See How to use Ipopt.
The Ipopt source code is now released under the Eclipse Public License (EPL).
Originally (before release 3.9.2), IPOPT was released under the Common Public License (CPL). However, the CPL has been "deprecated and superseded" by the Ecplise Public License (EPL). The new license (EPL) is almost the same as the old with 2 "new and improved" features: (i) the license steward is the Eclipse Foundation (not IBM) and (ii) the EPL does not have the "defense termination clause" (aka the patent retaliation bit) which was a point of objection by some. Some additional information regarding the licenses might be found at this FAQ.
While the source code for Ipopt itself is released as open source under the Eclipse Public License (EPL), compilation requires third party components (such as BLAS, LAPACK, some sparse linear solver library) which you have to obtain separately. The Ipopt documentation gives detailed instructions on how to obtain and compile these components. (These components may be covered by license agreements different from EPL and may not be free for commercial use.)
Convenient configuration scripts and Makefiles are provided and have been tested for several flavors of GNU/Linux, macOS, and MSYS2/MinGW. Previous versions of IPOPT have also been run on an old iPod, as well as BlueGene.
Ipopt itself is thread-safe. Please check the used third-party components, i.e., linear algebra and linear solvers, for thread-safety, too. For example, MUMPS is not thread-safe. Since Ipopt 3.14.0, however, calls into MUMPS are protected by a mutex in the Ipopt/MUMPS interface, so that it should be possible to use Ipopt with MUMPS in a multi-threading environment as well.
Ipopt implements a interior point method for nonlinear programming. Search directions (coming from a linearization of the optimality conditions) can be computed in a full-space version by solving a large symmetric linear system.
Ipopt can employ second derivative information, if available, or otherwise approximate it by means of a limited-memory quasi-Newton approach (BFGS and SR1).
Global convergence of the method is ensured by a line search procedure, based on a filter method.
This paper describes the implementation of Ipopt: [12].
Additional technical information may be found in other publications here.
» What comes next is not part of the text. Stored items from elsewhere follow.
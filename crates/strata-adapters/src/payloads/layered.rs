//! Stack of payload stores: first hit wins.

use std::collections::BTreeSet;
use std::fmt;
use std::sync::Arc;

use strata_core::{
    application::ports::{PayloadKey, PayloadStore},
    domain::Language,
    error::StrataResult,
};
use tracing::trace;

/// Looks a key up in each layer in order.
///
/// The usual stack is user overrides on top of
/// [`EmbeddedPayloadStore`](super::EmbeddedPayloadStore).
#[derive(Clone, Default)]
pub struct LayeredPayloadStore {
    layers: Vec<Arc<dyn PayloadStore>>,
}

impl LayeredPayloadStore {
    pub fn new() -> Self {
        Self::default()
    }

    /// Add a layer below the existing ones.
    pub fn with_layer(mut self, layer: Arc<dyn PayloadStore>) -> Self {
        self.layers.push(layer);
        self
    }

    pub fn depth(&self) -> usize {
        self.layers.len()
    }
}

impl fmt::Debug for LayeredPayloadStore {
    fn fmt(&self, f: &mut fmt::Formatter<'_>) -> fmt::Result {
        f.debug_struct("LayeredPayloadStore")
            .field("layers", &self.layers.len())
            .finish()
    }
}

impl PayloadStore for LayeredPayloadStore {
    fn get(&self, key: &PayloadKey) -> StrataResult<Option<String>> {
        for (depth, layer) in self.layers.iter().enumerate() {
            if let Some(source) = layer.get(key)? {
                trace!(%key, depth, "payload resolved");
                return Ok(Some(source));
            }
        }
        Ok(None)
    }

    fn keys(&self, language: Language) -> StrataResult<Vec<PayloadKey>> {
        let mut keys = BTreeSet::new();
        for layer in &self.layers {
            keys.extend(layer.keys(language)?);
        }
        Ok(keys.into_iter().collect())
    }
}

#[cfg(test)]
mod tests {
    use super::*;
    use crate::payloads::EmbeddedPayloadStore;
    use std::collections::BTreeMap;

    struct Fixed(BTreeMap<PayloadKey, String>);

    impl Fixed {
        fn one(path: &str, source: &str) -> Arc<dyn PayloadStore> {
            let key = PayloadKey {
                language: Language::Go,
                path: path.into(),
            };
            Arc::new(Self(BTreeMap::from([(key, source.to_string())])))
        }
    }

    impl PayloadStore for Fixed {
        fn get(&self, key: &PayloadKey) -> StrataResult<Option<String>> {
            Ok(self.0.get(key).cloned())
        }

        fn keys(&self, language: Language) -> StrataResult<Vec<PayloadKey>> {
            Ok(self
                .0
                .keys()
                .filter(|k| k.language == language)
                .cloned()
                .collect())
        }
    }

    fn key(path: &str) -> PayloadKey {
        PayloadKey {
            language: Language::Go,
            path: path.into(),
        }
    }

    #[test]
    fn upper_layer_shadows_lower() {
        let store = LayeredPayloadStore::new()
            .with_layer(Fixed::one("README.md", "custom"))
            .with_layer(Arc::new(EmbeddedPayloadStore));

        assert_eq!(store.get(&key("README.md")).unwrap().as_deref(), Some("custom"));
        assert!(store.get(&key("bom/go.mod")).unwrap().is_some());
        assert_eq!(store.depth(), 2);
    }

    #[test]
    fn keys_are_the_sorted_union() {
        let store = LayeredPayloadStore::new()
            .with_layer(Fixed::one("zz/extra.txt", "x"))
            .with_layer(Arc::new(EmbeddedPayloadStore));

        let keys = store.keys(Language::Go).unwrap();
        let builtin = EmbeddedPayloadStore.keys(Language::Go).unwrap();
        assert_eq!(keys.len(), builtin.len() + 1);
        assert!(keys.windows(2).all(|w| w[0] < w[1]));
    }

    #[test]
    fn empty_stack_finds_nothing() {
        let store = LayeredPayloadStore::new();
        assert!(store.get(&key("README.md")).unwrap().is_none());
    }
}
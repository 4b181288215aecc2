//! Tracing subscriber initialisation.
//!
//! Only the CLI crate calls [`init_logging`]; `strata-core` and
//! `strata-adapters` only *emit* spans and events.
//!
//! # Verbosity mapping
//!
//! | Flag(s)  | Filter level |
//! |----------|--------------|
//! | (none)   | WARN         |
//! | `-v`     | INFO         |
//! | `-vv`    | DEBUG        |
//! | `-vvv`   | TRACE        |
//! | `--quiet`| ERROR        |
//!
//! `RUST_LOG` overrides all of the above if set.

use std::io::IsTerminal as _;
use std::path::Path;

use tracing_appender::non_blocking::WorkerGuard;
use tracing_subscriber::{EnvFilter, Layer, layer::SubscriberExt, util::SubscriberInitExt};

use crate::cli::GlobalArgs;

/// Initialise the global tracing subscriber.
///
/// Must be called exactly once, before any tracing macros fire. When
/// `--log-file` is set the returned guard flushes the file writer on drop
/// and must be held until exit.
pub fn init_logging(args: &GlobalArgs) -> anyhow::Result<Option<WorkerGuard>> {
    let level = derive_level(args);

    let use_ansi = !args.no_color && std::io::stderr().is_terminal();

    let stderr_layer = tracing_subscriber::fmt::layer()
        .with_target(false)
        .with_thread_ids(false)
        .with_file(false)
        .with_line_number(false)
        .with_ansi(use_ansi)
        .with_writer(std::io::stderr)
        .with_filter(filter(level));

    let (file_layer, guard) = match args.log_file.as_deref() {
        Some(path) => {
            let (writer, guard) = file_writer(path)?;
            let layer = tracing_subscriber::fmt::layer()
                .json()
                .with_ansi(false)
                .with_writer(writer)
                .with_filter(filter(file_level(args)));
            (Some(layer), Some(guard))
        }
        None => (None, None),
    };

    tracing_subscriber::registry()
        .with(stderr_layer)
        .with(file_layer)
        .try_init()
        .map_err(|e| anyhow::anyhow!("Failed to initialise tracing: {e}"))?;

    Ok(guard)
}

fn filter(level: &str) -> EnvFilter {
    EnvFilter::try_from_default_env().unwrap_or_else(|_| {
        EnvFilter::new(format!(
            "strata={level},strata_core={level},strata_adapters={level}"
        ))
    })
}

/// Daily-rotated, non-blocking writer for `path`.
fn file_writer(
    path: &Path,
) -> anyhow::Result<(tracing_appender::non_blocking::NonBlocking, WorkerGuard)> {
    let dir = match path.parent() {
        Some(parent) if !parent.as_os_str().is_empty() => parent,
        _ => Path::new("."),
    };
    let prefix = path
        .file_name()
        .ok_or_else(|| anyhow::anyhow!("Log file path has no file name: {}", path.display()))?;

    std::fs::create_dir_all(dir)?;
    let appender = tracing_appender::rolling::daily(dir, prefix);
    Ok(tracing_appender::non_blocking(appender))
}

/// Translate the verbosity counter + quiet flag to a level string.
fn derive_level(args: &GlobalArgs) -> &'static str {
    if args.quiet {
        return "error";
    }
    match args.verbose {
        0 => "warn",
        1 => "info",
        2 => "debug",
        _ => "trace",
    }
}

/// The log file records at least `info`, whatever the terminal shows.
fn file_level(args: &GlobalArgs) -> &'static str {
    match args.verbose {
        0 | 1 => "info",
        2 => "debug",
        _ => "trace",
    }
}
//! Application configuration.
//!
//! [`AppConfig`] is loaded once at startup and passed down by value. The
//! CLI layer owns config; the core crate never sees it.
//!
//! # Resolution order (highest priority first)
//!
//! 1. CLI flags (applied at the call-site, not here)
//! 2. Environment variables: `STRATA_DEFAULTS__CACHE=true`,
//!    `STRATA_TEMPLATES__LOCAL_PATH=./payloads`, ...
//! 3. `.strata.toml` in the current directory
//! 4. The user config file, or the file given with `--config`
//! 5. Built-in defaults

use std::path::{Path, PathBuf};

use config::{Config, Environment, File};
use serde::{Deserialize, Serialize};
use tracing::debug;

use crate::error::{CliError, CliResult};

/// File name looked up in the current directory.
pub const LOCAL_CONFIG_FILE: &str = ".strata.toml";

#[derive(Debug, Clone, Default, PartialEq, Serialize, Deserialize)]
#[serde(default)]
pub struct AppConfig {
    /// Values used for `strata new` when no flag is given.
    pub defaults: Defaults,
    pub output: OutputConfig,
    pub templates: TemplateConfig,
}

#[derive(Debug, Clone, PartialEq, Serialize, Deserialize)]
#[serde(default)]
pub struct Defaults {
    pub language: String,
    pub cache: bool,
    pub docker: bool,
    pub example_module: bool,
    /// Where projects are created; the current directory when unset.
    pub output_dir: Option<PathBuf>,
    /// Prefix for suggested module paths, e.g. `github.com/acme`.
    pub module_prefix: Option<String>,
}

impl Default for Defaults {
    fn default() -> Self {
        Self {
            language: "go".into(),
            cache: false,
            docker: true,
            example_module: true,
            output_dir: None,
            module_prefix: None,
        }
    }
}

#[derive(Debug, Clone, PartialEq, Serialize, Deserialize)]
#[serde(default)]
pub struct OutputConfig {
    pub no_color: bool,
    /// `auto`, `human`, `plain` or `json`; `--output-format` wins.
    pub format: String,
}

impl Default for OutputConfig {
    fn default() -> Self {
        Self {
            no_color: false,
            format: "auto".into(),
        }
    }
}

#[derive(Debug, Clone, Default, PartialEq, Serialize, Deserialize)]
#[serde(default)]
pub struct TemplateConfig {
    /// Payload override directory layered over the built-in payloads.
    pub local_path: Option<PathBuf>,
}

impl AppConfig {
    /// Load configuration, layering file and environment over the defaults.
    ///
    /// An explicit `config_file` must exist; the per-user file and
    /// `.strata.toml` are optional.
    pub fn load(config_file: Option<&Path>) -> CliResult<Self> {
        let defaults = Config::try_from(&Self::default()).map_err(config_error)?;

        let (user_file, required) = match config_file {
            Some(path) => (path.to_path_buf(), true),
            None => (Self::config_path(), false),
        };
        debug!(path = %user_file.display(), required, "loading configuration");

        let config = Config::builder()
            .add_source(defaults)
            .add_source(File::from(user_file).required(required))
            .add_source(File::from(PathBuf::from(LOCAL_CONFIG_FILE)).required(false))
            .add_source(
                Environment::with_prefix("STRATA")
                    .prefix_separator("_")
                    .separator("__")
                    .try_parsing(true),
            )
            .build()
            .map_err(config_error)?;

        config.try_deserialize().map_err(config_error)
    }

    /// Path to the per-user configuration file.
    ///
    /// Falls back to `.strata.toml` in the current directory when no home
    /// directory can be determined.
    pub fn config_path() -> PathBuf {
        directories::ProjectDirs::from("dev", "strata", "strata")
            .map(|d| d.config_dir().join("config.toml"))
            .unwrap_or_else(|| PathBuf::from(LOCAL_CONFIG_FILE))
    }

    pub fn to_toml(&self) -> CliResult<String> {
        toml::to_string_pretty(self).map_err(|e| CliError::ConfigError {
            message: format!("Failed to serialise config: {e}"),
            source: Some(Box::new(e)),
        })
    }

    /// Look up a dotted key such as `defaults.cache`.
    pub fn get(&self, key: &str) -> CliResult<String> {
        let value = toml::Value::try_from(self).map_err(|e| CliError::ConfigError {
            message: format!("Failed to serialise config: {e}"),
            source: Some(Box::new(e)),
        })?;

        let mut current = &value;
        for part in key.split('.') {
            current = current.get(part).ok_or_else(|| CliError::ConfigError {
                message: format!("Unknown config key: '{key}'"),
                source: None,
            })?;
        }

        Ok(match current {
            toml::Value::String(s) => s.clone(),
            other => other.to_string(),
        })
    }
}

fn config_error(err: config::ConfigError) -> CliError {
    CliError::ConfigError {
        message: err.to_string(),
        source: Some(Box::new(err)),
    }
}
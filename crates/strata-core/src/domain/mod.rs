//! Core domain layer for Strata.
//!
//! Pure logic only: no filesystem, no logging, no global state. Everything
//! that touches the outside world goes through the ports defined in
//! [`crate::application::ports`].
//!
//! - [`case`]: identifier case conversion
//! - [`template`]: the payload template engine
//! - [`entities`]: configuration, binding context, scoped paths
//! - [`value_objects`]: language, database, deployment

pub mod case;
pub mod entities;
pub mod error;
pub mod template;
pub mod value_objects;

pub use entities::{
    BindingContext, FeatureFlags, ProjectConfig, ProjectConfigBuilder, RelativePath, Value,
};
pub use error::{DomainError, ErrorCategory};
pub use template::{Helpers, Template, TemplateEngine};
pub use value_objects::{Database, Deployment, Language};
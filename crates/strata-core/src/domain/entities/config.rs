//! The `ProjectConfig` record and its validating builder.
//!
//! A `ProjectConfig` is created once per invocation, validated by
//! [`ProjectConfigBuilder::build`], then handed to exactly one generation run.
//! Fields are private: once a value exists its name and module path are
//! guaranteed non-empty and well-formed.
//!
//! Whether the selected language actually has a generator is *not* checked
//! here. That is a stack-selection concern (see `application::stacks`).

use std::fmt;
use std::path::{Path, PathBuf};

use serde::Serialize;

use crate::domain::{
    error::DomainError,
    value_objects::{Database, Deployment, Language},
};

// ── Feature flags ─────────────────────────────────────────────────────────────

/// Named boolean toggles that shape the generated tree.
#[derive(Debug, Clone, Copy, PartialEq, Eq, Hash, Serialize)]
pub struct FeatureFlags {
    /// Wire a Redis cache client into the dependency-management module.
    pub cache: bool,
    /// Emit `Dockerfile`, `docker-compose.yml` and `.dockerignore`.
    pub docker: bool,
    /// Emit the example `user` domain and its API module.
    pub example_module: bool,
}

impl Default for FeatureFlags {
    fn default() -> Self {
        Self {
            cache: false,
            docker: true,
            example_module: true,
        }
    }
}

// ── Configuration record ──────────────────────────────────────────────────────

/// Validated, immutable description of one project to generate.
#[derive(Debug, Clone, PartialEq, Eq, Serialize)]
pub struct ProjectConfig {
    name: String,
    module_path: String,
    output_dir: PathBuf,
    language: Language,
    features: FeatureFlags,
    database: Database,
    deployment: Deployment,
}

impl ProjectConfig {
    pub fn builder() -> ProjectConfigBuilder {
        ProjectConfigBuilder::default()
    }

    pub fn name(&self) -> &str {
        &self.name
    }

    pub fn module_path(&self) -> &str {
        &self.module_path
    }

    pub fn output_dir(&self) -> &Path {
        &self.output_dir
    }

    pub const fn language(&self) -> Language {
        self.language
    }

    pub const fn features(&self) -> FeatureFlags {
        self.features
    }

    pub const fn database(&self) -> Database {
        self.database
    }

    pub const fn deployment(&self) -> Deployment {
        self.deployment
    }

    /// `<output_dir>/<name>`: the directory generation creates.
    pub fn project_dir(&self) -> PathBuf {
        self.output_dir.join(&self.name)
    }
}

impl fmt::Display for ProjectConfig {
    fn fmt(&self, f: &mut fmt::Formatter<'_>) -> fmt::Result {
        write!(
            f,
            "{} ({}, module {})",
            self.name, self.language, self.module_path
        )
    }
}

// ── Builder ───────────────────────────────────────────────────────────────────

/// Builder for [`ProjectConfig`]. All checks run in [`build`](Self::build).
#[derive(Debug, Default, Clone)]
pub struct ProjectConfigBuilder {
    name: Option<String>,
    module_path: Option<String>,
    output_dir: Option<PathBuf>,
    language: Language,
    features: FeatureFlags,
}

impl ProjectConfigBuilder {
    pub fn name(mut self, name: impl Into<String>) -> Self {
        self.name = Some(name.into());
        self
    }

    /// Module path of the generated project. Defaults to the project name.
    pub fn module_path(mut self, module_path: impl Into<String>) -> Self {
        self.module_path = Some(module_path.into());
        self
    }

    pub fn output_dir(mut self, output_dir: impl Into<PathBuf>) -> Self {
        self.output_dir = Some(output_dir.into());
        self
    }

    pub fn language(mut self, language: Language) -> Self {
        self.language = language;
        self
    }

    pub fn features(mut self, features: FeatureFlags) -> Self {
        self.features = features;
        self
    }

    pub fn cache(mut self, on: bool) -> Self {
        self.features.cache = on;
        self
    }

    pub fn docker(mut self, on: bool) -> Self {
        self.features.docker = on;
        self
    }

    pub fn example_module(mut self, on: bool) -> Self {
        self.features.example_module = on;
        self
    }

    pub fn build(self) -> Result<ProjectConfig, DomainError> {
        let name = self
            .name
            .map(|n| n.trim().to_string())
            .filter(|n| !n.is_empty())
            .ok_or(DomainError::MissingRequiredField {
                field: "project name",
            })?;
        validate_project_name(&name)?;

        let module_path = match self.module_path.map(|m| m.trim().to_string()) {
            Some(m) if !m.is_empty() => m,
            Some(_) => {
                return Err(DomainError::MissingRequiredField {
                    field: "module path",
                });
            }
            None => name.clone(),
        };
        validate_module_path(&module_path)?;

        let output_dir = self
            .output_dir
            .filter(|p| !p.as_os_str().is_empty())
            .ok_or(DomainError::MissingRequiredField {
                field: "output directory",
            })?;

        Ok(ProjectConfig {
            name,
            module_path,
            output_dir,
            language: self.language,
            features: self.features,
            database: Database::Postgres,
            deployment: Deployment::Docker,
        })
    }
}

// ── Field rules ───────────────────────────────────────────────────────────────

/// `^[A-Za-z][A-Za-z0-9_-]*$`
pub fn validate_project_name(name: &str) -> Result<(), DomainError> {
    let invalid = |reason: &str| DomainError::InvalidProjectName {
        name: name.to_string(),
        reason: reason.to_string(),
    };

    let mut chars = name.chars();
    match chars.next() {
        None => return Err(invalid("must not be empty")),
        Some(c) if !c.is_ascii_alphabetic() => return Err(invalid("must start with a letter")),
        Some(_) => {}
    }

    if let Some(bad) = chars.find(|c| !(c.is_ascii_alphanumeric() || *c == '_' || *c == '-')) {
        return Err(invalid(&format!("character '{bad}' is not allowed")));
    }

    Ok(())
}

pub fn validate_module_path(path: &str) -> Result<(), DomainError> {
    if path.is_empty() {
        return Err(DomainError::MissingRequiredField {
            field: "module path",
        });
    }
    if path.chars().any(char::is_whitespace) {
        return Err(DomainError::InvalidModulePath {
            path: path.to_string(),
            reason: "must not contain whitespace".into(),
        });
    }
    if path.starts_with('/') || path.ends_with('/') {
        return Err(DomainError::InvalidModulePath {
            path: path.to_string(),
            reason: "must not start or end with '/'".into(),
        });
    }
    Ok(())
}
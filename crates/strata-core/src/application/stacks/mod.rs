//! Per-language generation strategies.
//!
//! A [`ProjectGenerator`] only *plans*: it says which directories and files
//! each step produces. Payload content comes from a
//! [`PayloadStore`](crate::application::ports::PayloadStore), and execution
//! belongs to the [`Generator`](crate::application::services::Generator).
//!
//! Adding a stack means implementing [`ProjectGenerator`] and registering it
//! in [`stack_for`].

mod go;

pub use go::GoStack;

use crate::application::pipeline::FailurePolicy;
use crate::domain::{DomainError, Language, ProjectConfig};

/// How a planned file's payload becomes file content.
#[derive(Debug, Clone, Copy, PartialEq, Eq)]
pub enum PayloadMode {
    /// Run the payload through the template engine.
    Render,
    /// Copy the payload byte for byte.
    Verbatim,
}

#[derive(Debug, Clone, PartialEq, Eq)]
pub struct FilePlan {
    pub path: &'static str,
    pub mode: PayloadMode,
}

/// Everything one pipeline step will produce.
#[derive(Debug, Clone, PartialEq, Eq)]
pub struct StepPlan {
    pub label: String,
    pub dirs: Vec<&'static str>,
    pub files: Vec<FilePlan>,
    pub policy: FailurePolicy,
}

impl StepPlan {
    pub fn new(label: impl Into<String>) -> Self {
        Self {
            label: label.into(),
            dirs: Vec::new(),
            files: Vec::new(),
            policy: FailurePolicy::Abort,
        }
    }

    pub fn dirs(mut self, dirs: impl IntoIterator<Item = &'static str>) -> Self {
        self.dirs.extend(dirs);
        self
    }

    pub fn render(mut self, path: &'static str) -> Self {
        self.files.push(FilePlan {
            path,
            mode: PayloadMode::Render,
        });
        self
    }

    pub fn verbatim(mut self, path: &'static str) -> Self {
        self.files.push(FilePlan {
            path,
            mode: PayloadMode::Verbatim,
        });
        self
    }

    pub fn tolerant(mut self) -> Self {
        self.policy = FailurePolicy::Tolerate;
        self
    }
}

/// Strategy for one target stack.
pub trait ProjectGenerator: Send + Sync {
    fn language(&self) -> Language;

    /// Logical module names the generated project will contain.
    fn modules(&self, config: &ProjectConfig) -> Vec<&'static str>;

    /// Ordered step plans for `config`.
    fn plan(&self, config: &ProjectConfig) -> Vec<StepPlan>;
}

/// Select the generator for `language`.
pub fn stack_for(language: Language) -> Result<Box<dyn ProjectGenerator>, DomainError> {
    match language {
        Language::Go => Ok(Box::new(GoStack)),
        Language::Java => Err(DomainError::UnsupportedLanguage {
            language: language.to_string(),
        }),
    }
}
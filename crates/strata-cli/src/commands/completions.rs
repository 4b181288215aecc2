//! Shell completion generation.

use clap::CommandFactory;
use clap_complete::{generate, shells};

use crate::cli::{Cli, CompletionsArgs, Shell};

const BIN_NAME: &str = "strata";

pub fn execute(args: CompletionsArgs) -> crate::error::CliResult<()> {
    let mut cmd = Cli::command();
    let mut out = std::io::stdout();

    match args.shell {
        Shell::Bash => generate(shells::Bash, &mut cmd, BIN_NAME, &mut out),
        Shell::Zsh => generate(shells::Zsh, &mut cmd, BIN_NAME, &mut out),
        Shell::Fish => generate(shells::Fish, &mut cmd, BIN_NAME, &mut out),
        Shell::PowerShell => generate(shells::PowerShell, &mut cmd, BIN_NAME, &mut out),
        Shell::Elvish => generate(shells::Elvish, &mut cmd, BIN_NAME, &mut out),
    };

    Ok(())
}
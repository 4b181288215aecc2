//! Application layer for Strata.
//!
//! - **Services**: the `Generator` use case
//! - **Pipeline**: ordered, fail-fast step execution
//! - **Stacks**: per-language step plans
//! - **Writer**: filesystem writes scoped to a project root
//! - **Ports**: traits for filesystem, payload storage and progress
//!
//! Business rules live in `crate::domain`; this layer only coordinates.

pub mod error;
pub mod pipeline;
pub mod ports;
pub mod progress;
pub mod services;
pub mod stacks;
pub mod writer;

pub use error::ApplicationError;
pub use pipeline::{
    FailurePolicy, Pipeline, PipelineFailure, PipelineReport, PipelineState, Step, StepEvent,
    StepOutcome,
};
pub use ports::{Filesystem, PayloadKey, PayloadStore, ProgressSink};
pub use progress::{NoProgress, TracingProgress};
pub use services::{GenerationResult, Generator, GeneratorOption, GeneratorSettings, Ports};
pub use stacks::{FilePlan, GoStack, PayloadMode, ProjectGenerator, StepPlan, stack_for};
pub use writer::ProjectWriter;
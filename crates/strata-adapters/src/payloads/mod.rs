//! Payload store adapters.

mod directory;
mod embedded;
mod layered;

pub use directory::{DirectoryPayloadStore, PayloadManifest};
pub use embedded::EmbeddedPayloadStore;
pub use layered::LayeredPayloadStore;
If you have any questions or comments please create a discussion at the Ipopt GitHub Discussions system. Please include detailed information about your configuration (operating system, compilers, version number of Ipopt, etc) if you are writing about a compilation or execution problem. (Note: You need a GitHub account to create or contribute to a discussion.)
The original version of Ipopt was written in Fortran 77 by Andreas Wächter at Carnegie Mellon University. This version was contributed to the COIN-OR initiative and development has continued. In an effort to make Ipopt more flexible for new algorithm development, we set out to design and implement a new version of Ipopt in C++. This version was released on Aug. 26, 2005, and is the primary version for new developments. The previous Fortran version is still available, but will not see any new development other than bug fixes.
Currently, there are some features in the Fortran version that are not implemented in the C++ version.
The new C++ version also contains features not available in the Fortran version.
All in all we think that the new version is easier to use. Furthermore, we think it is now far easier for others to contribute to the open source project.